Stored data
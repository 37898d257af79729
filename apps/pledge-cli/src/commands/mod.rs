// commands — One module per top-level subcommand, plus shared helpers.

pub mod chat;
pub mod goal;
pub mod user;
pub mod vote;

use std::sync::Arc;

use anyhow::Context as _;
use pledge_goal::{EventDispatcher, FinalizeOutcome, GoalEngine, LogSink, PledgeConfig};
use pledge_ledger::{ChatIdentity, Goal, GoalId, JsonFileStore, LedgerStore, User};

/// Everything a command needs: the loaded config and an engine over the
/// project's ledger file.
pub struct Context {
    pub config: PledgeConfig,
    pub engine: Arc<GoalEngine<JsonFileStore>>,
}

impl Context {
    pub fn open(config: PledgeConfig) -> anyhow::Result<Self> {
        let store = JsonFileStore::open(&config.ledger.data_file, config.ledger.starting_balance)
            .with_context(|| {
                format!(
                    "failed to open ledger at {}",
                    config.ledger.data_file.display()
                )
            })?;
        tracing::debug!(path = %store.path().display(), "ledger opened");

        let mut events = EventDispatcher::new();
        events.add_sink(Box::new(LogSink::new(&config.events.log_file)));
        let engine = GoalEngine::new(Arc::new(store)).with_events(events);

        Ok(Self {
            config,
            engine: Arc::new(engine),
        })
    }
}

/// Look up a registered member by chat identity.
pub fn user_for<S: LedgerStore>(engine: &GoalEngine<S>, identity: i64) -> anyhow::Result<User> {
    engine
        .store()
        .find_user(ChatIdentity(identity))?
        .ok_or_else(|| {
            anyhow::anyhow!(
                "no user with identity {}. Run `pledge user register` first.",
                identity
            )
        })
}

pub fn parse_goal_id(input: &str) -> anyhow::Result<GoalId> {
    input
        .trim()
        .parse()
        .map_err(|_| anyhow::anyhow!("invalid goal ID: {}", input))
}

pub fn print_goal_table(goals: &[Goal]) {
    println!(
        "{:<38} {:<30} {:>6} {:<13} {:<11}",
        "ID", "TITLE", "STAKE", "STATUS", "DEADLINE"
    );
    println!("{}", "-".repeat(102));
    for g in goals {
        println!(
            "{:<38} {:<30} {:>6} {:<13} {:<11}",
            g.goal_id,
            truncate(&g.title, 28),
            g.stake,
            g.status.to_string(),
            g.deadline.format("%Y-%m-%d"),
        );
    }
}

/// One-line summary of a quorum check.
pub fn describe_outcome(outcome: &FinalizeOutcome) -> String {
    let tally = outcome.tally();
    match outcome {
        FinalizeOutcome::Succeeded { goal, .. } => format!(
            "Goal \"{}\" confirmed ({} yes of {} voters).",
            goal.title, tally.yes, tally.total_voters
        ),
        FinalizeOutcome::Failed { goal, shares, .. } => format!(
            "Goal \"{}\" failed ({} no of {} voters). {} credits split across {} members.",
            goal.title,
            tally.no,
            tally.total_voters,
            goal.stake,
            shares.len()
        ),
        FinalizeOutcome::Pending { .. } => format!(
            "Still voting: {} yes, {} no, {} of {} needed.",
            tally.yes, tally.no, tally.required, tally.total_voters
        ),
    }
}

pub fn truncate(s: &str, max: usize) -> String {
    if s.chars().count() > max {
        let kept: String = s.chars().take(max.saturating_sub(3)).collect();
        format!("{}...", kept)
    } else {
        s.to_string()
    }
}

---

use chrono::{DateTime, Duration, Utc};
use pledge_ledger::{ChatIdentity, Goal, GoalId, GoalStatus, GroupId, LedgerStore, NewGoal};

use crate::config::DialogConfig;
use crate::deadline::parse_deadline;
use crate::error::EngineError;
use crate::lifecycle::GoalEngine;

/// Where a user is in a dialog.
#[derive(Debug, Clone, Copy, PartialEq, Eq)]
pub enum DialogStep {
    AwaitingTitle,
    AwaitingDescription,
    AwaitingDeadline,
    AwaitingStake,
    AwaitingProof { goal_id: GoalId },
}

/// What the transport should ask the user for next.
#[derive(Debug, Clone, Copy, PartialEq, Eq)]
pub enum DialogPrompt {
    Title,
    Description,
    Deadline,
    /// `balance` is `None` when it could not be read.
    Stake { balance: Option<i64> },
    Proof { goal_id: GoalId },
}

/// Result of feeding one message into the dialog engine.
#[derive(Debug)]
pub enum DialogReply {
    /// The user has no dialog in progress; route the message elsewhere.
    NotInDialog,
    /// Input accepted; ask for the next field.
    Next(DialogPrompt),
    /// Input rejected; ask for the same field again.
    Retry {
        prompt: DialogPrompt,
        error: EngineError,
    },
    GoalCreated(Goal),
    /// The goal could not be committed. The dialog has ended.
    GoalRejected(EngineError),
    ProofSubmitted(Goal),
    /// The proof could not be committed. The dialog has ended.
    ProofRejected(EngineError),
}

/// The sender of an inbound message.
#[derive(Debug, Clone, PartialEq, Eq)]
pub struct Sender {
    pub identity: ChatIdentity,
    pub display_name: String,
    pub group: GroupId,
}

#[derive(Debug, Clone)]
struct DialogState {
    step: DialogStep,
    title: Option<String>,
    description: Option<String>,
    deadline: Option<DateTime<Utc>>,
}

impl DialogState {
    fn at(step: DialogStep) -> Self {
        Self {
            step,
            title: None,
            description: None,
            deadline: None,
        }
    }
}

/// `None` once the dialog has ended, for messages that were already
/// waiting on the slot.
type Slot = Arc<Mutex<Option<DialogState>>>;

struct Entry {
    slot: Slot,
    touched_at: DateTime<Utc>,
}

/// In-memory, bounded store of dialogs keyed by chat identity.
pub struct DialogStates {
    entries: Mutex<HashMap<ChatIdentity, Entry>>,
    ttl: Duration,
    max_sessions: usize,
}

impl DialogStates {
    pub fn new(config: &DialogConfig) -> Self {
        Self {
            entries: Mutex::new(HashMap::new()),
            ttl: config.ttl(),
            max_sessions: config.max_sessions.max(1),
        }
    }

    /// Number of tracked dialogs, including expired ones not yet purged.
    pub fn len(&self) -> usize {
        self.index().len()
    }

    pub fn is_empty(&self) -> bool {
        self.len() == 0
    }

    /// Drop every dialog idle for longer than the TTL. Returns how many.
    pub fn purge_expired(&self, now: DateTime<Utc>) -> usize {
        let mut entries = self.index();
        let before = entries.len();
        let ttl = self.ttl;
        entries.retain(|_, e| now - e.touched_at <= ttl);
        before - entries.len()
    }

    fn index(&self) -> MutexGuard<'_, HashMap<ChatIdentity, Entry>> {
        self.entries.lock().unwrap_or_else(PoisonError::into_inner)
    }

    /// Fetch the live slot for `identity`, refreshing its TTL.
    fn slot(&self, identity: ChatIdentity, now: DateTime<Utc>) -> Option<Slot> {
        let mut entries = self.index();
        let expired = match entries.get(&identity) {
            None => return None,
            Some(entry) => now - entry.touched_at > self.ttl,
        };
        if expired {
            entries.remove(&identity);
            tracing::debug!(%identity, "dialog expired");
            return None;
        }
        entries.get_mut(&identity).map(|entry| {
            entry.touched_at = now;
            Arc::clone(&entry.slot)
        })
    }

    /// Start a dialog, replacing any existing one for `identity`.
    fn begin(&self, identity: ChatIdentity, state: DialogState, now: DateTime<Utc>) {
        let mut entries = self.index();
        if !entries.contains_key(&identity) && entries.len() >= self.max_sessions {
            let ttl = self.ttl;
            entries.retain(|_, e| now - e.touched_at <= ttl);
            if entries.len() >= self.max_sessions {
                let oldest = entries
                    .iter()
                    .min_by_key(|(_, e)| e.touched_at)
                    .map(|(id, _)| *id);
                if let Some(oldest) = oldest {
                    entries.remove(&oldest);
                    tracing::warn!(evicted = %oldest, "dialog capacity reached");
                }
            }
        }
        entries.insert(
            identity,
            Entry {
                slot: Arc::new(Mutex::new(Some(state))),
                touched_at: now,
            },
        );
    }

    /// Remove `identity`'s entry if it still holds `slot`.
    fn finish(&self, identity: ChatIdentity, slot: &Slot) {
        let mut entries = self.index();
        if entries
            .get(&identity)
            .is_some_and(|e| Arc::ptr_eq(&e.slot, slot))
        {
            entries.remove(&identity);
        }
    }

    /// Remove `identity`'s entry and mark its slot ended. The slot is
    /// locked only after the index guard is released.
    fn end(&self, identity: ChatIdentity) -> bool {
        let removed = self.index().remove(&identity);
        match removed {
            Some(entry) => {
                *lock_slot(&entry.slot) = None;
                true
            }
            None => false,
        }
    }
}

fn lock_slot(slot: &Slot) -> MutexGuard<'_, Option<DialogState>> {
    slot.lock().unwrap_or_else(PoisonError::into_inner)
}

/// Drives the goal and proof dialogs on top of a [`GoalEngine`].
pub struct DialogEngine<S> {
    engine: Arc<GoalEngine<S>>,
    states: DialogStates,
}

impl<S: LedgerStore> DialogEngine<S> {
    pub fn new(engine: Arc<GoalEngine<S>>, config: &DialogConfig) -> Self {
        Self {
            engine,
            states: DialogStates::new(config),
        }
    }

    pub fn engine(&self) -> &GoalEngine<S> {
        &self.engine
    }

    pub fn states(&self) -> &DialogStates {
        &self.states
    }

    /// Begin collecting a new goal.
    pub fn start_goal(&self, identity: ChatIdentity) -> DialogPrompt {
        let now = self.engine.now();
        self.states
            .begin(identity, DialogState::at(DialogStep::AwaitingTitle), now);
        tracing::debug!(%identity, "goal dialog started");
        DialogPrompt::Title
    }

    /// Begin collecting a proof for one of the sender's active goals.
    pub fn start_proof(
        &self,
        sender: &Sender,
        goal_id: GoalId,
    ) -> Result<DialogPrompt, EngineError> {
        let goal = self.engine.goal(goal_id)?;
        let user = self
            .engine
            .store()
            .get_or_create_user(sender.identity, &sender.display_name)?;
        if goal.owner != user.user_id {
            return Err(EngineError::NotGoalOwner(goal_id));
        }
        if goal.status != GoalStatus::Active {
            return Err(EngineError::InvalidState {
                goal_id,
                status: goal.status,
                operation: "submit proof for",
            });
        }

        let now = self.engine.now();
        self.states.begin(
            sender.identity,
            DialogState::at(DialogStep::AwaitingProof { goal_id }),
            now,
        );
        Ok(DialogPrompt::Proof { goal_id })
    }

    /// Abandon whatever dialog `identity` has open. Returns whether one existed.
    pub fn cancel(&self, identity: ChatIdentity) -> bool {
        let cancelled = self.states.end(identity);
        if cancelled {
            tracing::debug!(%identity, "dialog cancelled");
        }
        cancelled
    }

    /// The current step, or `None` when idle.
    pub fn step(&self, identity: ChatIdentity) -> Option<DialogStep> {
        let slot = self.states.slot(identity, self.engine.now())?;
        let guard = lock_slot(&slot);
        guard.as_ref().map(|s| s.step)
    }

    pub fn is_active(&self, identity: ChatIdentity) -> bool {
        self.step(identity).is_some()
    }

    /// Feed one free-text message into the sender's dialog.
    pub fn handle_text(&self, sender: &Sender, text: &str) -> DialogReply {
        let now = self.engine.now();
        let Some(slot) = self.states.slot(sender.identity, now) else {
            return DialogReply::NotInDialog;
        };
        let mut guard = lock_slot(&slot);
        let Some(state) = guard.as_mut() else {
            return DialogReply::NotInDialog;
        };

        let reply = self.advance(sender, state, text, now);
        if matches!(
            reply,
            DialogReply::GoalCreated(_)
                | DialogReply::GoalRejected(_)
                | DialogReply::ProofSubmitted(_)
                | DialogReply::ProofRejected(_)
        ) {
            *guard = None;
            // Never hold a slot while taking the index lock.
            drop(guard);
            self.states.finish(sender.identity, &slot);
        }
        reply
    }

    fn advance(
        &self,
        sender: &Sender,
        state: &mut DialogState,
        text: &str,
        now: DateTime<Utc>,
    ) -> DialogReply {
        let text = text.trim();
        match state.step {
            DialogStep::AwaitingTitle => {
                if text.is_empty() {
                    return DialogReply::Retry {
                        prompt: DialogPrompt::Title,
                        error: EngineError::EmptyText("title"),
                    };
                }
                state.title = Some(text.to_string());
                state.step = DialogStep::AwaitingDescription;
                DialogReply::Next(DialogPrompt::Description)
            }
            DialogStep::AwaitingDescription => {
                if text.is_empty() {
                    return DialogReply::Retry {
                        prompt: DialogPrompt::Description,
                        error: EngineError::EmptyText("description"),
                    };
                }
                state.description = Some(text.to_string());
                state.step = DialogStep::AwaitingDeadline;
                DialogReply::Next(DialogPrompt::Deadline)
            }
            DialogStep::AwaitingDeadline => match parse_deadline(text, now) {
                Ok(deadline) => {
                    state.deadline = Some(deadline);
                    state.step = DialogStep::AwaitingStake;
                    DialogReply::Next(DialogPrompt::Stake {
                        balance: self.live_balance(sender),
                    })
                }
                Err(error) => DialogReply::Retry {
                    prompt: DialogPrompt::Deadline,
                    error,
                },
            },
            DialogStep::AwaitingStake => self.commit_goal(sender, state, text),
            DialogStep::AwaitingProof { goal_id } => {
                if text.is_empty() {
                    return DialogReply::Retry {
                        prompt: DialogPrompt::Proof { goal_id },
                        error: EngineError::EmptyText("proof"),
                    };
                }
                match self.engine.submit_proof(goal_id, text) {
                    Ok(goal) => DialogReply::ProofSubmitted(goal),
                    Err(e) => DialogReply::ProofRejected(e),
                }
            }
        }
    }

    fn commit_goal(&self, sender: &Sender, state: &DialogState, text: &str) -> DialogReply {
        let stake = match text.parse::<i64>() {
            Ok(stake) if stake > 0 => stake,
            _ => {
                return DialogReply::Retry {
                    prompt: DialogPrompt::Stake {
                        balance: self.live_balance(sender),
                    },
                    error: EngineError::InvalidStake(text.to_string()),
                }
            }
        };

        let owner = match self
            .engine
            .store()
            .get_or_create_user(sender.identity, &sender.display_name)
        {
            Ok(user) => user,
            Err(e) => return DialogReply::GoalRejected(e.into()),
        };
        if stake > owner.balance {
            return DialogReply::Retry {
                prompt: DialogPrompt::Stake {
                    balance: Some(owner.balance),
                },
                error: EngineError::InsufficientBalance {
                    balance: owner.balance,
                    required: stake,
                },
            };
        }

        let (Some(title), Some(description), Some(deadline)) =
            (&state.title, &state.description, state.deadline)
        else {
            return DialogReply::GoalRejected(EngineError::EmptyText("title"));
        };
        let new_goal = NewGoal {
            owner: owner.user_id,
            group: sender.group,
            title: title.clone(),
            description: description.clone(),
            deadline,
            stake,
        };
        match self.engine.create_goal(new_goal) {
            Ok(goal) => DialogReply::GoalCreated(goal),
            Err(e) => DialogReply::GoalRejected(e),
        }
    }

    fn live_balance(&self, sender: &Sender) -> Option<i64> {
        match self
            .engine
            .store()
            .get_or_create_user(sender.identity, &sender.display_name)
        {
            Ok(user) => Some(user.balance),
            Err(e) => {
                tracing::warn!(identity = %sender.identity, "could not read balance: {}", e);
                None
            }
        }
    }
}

---

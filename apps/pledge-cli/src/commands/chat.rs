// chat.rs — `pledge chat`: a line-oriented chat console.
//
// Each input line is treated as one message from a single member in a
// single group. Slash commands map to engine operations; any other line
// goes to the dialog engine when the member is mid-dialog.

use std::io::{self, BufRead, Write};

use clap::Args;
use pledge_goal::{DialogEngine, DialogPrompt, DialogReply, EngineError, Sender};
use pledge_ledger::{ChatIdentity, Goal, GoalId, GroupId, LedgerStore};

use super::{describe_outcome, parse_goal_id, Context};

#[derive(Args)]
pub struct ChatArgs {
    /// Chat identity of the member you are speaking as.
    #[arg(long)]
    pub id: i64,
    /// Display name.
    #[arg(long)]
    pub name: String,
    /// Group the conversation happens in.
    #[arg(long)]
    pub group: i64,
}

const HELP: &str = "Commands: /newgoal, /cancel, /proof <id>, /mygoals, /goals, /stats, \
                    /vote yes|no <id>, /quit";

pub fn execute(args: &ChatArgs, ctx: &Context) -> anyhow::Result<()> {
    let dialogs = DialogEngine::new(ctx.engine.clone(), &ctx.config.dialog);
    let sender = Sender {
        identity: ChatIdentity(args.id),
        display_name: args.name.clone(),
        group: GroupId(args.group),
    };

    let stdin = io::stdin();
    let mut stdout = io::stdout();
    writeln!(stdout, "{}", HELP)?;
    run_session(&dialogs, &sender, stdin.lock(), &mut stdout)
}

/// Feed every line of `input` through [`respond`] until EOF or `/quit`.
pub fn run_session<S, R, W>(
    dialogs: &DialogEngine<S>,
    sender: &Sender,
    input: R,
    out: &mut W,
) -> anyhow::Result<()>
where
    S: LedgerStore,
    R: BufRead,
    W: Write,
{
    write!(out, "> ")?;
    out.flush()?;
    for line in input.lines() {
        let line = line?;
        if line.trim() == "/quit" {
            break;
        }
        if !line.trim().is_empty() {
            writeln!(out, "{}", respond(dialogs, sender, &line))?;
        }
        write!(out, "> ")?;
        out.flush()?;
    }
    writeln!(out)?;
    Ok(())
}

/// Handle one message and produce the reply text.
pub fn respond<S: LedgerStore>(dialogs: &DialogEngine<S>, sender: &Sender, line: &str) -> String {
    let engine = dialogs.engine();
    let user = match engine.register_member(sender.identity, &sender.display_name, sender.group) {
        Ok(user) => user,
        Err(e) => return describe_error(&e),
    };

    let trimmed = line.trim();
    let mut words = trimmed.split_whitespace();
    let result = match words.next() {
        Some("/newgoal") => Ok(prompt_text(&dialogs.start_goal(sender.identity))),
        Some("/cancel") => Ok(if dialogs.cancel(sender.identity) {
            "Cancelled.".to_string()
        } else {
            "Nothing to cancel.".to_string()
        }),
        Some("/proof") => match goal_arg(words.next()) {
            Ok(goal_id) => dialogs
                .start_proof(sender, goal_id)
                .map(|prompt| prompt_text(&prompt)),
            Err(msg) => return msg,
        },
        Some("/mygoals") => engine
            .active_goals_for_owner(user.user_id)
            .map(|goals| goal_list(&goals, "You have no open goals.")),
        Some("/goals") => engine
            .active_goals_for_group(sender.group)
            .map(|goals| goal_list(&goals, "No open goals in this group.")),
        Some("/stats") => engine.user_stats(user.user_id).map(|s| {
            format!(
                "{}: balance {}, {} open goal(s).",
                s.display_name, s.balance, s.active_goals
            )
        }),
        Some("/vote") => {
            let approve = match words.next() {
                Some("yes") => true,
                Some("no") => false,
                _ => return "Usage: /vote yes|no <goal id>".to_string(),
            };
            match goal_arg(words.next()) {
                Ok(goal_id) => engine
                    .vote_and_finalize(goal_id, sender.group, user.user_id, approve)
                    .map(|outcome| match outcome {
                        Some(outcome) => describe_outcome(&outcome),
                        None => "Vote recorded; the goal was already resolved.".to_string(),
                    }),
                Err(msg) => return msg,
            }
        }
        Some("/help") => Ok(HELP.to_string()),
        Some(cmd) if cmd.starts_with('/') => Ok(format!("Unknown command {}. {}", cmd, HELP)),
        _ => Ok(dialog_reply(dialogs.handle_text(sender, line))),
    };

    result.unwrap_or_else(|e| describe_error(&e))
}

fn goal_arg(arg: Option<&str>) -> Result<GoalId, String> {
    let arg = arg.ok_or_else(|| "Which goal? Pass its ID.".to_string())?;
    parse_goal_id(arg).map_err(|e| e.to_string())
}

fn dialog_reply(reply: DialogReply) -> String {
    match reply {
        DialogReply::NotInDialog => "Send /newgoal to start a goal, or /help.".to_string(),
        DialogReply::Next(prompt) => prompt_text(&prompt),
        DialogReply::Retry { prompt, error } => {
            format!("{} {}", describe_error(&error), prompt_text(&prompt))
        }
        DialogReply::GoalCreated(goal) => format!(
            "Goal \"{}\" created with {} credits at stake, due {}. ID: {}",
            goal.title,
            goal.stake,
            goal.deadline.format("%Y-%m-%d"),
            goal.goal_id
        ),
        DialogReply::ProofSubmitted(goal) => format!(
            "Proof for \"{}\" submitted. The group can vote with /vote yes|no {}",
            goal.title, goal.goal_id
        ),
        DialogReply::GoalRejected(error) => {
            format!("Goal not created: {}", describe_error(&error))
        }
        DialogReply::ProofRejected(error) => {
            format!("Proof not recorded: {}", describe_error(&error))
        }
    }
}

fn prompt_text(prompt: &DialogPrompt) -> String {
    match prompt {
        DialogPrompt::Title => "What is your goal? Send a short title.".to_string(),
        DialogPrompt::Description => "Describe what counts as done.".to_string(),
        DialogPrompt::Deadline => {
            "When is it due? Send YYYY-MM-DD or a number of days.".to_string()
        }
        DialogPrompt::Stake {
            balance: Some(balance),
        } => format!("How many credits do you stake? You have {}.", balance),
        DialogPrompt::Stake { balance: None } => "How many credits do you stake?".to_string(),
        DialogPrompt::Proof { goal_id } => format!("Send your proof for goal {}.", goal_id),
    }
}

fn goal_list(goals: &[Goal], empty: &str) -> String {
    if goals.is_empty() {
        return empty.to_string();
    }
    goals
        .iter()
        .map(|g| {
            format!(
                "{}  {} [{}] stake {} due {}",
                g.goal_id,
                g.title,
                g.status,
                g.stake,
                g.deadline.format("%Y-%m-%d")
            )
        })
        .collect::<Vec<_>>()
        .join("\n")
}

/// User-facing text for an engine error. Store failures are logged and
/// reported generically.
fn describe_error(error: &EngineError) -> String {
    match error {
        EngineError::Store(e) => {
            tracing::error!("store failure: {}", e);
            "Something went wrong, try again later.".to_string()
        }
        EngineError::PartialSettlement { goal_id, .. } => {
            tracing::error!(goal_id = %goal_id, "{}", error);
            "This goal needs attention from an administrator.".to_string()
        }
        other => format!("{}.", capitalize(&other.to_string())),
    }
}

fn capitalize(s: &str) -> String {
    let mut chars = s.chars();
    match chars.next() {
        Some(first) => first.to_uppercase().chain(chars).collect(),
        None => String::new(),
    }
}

### Action item
In the entries above, one line contains "repository 37898d257af79729" and another contains "use anyhow::Context as _;". Reproduce exactly those two lines and the lines between them, nothing else.

### Completed task
repository 37898d257af79729
filename apps/pledge-cli/src/commands/mod.rs
// commands — One module per top-level subcommand, plus shared helpers.

pub mod chat;
pub mod goal;
pub mod user;
pub mod vote;

use std::sync::Arc;

use anyhow::Context as _;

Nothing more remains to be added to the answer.